In late 2024, we partnered with Feminist — a women-founded, social-first nonprofit media company with a global reach of over 6 million people. The carousel of stories featured the first Iranian-American woman elected in Colorado, the first Hmong-American in Michigan’s Assembly, and many more—all framed to say: when we change who is in office, we change what’s possible.
The post quickly became one of our highest-performing organic pieces of the cycle — driving engagement, resharing, and media pickup while reinforcing our core message: state legislatures are where the fight for representation and rights begins.
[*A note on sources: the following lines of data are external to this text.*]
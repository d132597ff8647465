//! Mastermind
//!
//! The code-breaking game for human and computer players, with a computer
//! code-breaker based on a simplified version of Knuth's five-guess algorithm.
//!
//! # Quick Start
//!
//! ```rust
//! use mastermind::core::Code;
//!
//! let secret = Code::new(&[1, 2, 3, 4]).unwrap();
//! let score = secret.score(&[1, 3, 5, 6]).unwrap();
//!
//! assert_eq!(score.exact_matches(), 1);
//! assert_eq!(score.partial_matches(), 1);
//! assert!(!score.is_exact_match());
//! ```

// Core domain types
pub mod core;

// Code-breaking algorithms
pub mod solver;

// Players and the turn loop
pub mod game;

// Command implementations
pub mod commands;

// Terminal output formatting
pub mod output;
The campaign was honored with the GAIN Powerful Idea Award for Creative Communication — a recognition of how sharp narrative + movement design can turn wins into inspiration and action.
States Win Rebrand
States Win Rebrand
In 2025, I began leading a full organizational rebrand of Sister District, in partnership with Tandem, an external progressive digital agency. The project includes a complete name change to States Win—a reflection of who we’ve become and where we’re headed. As the organization grew, so did our impact. We are now a national grassroots movement focused on building lasting progressive power in state legislatures. The name States Win captures that evolution: it’s about strategy, scale, and the truth that when we win in the states, the country moves forward.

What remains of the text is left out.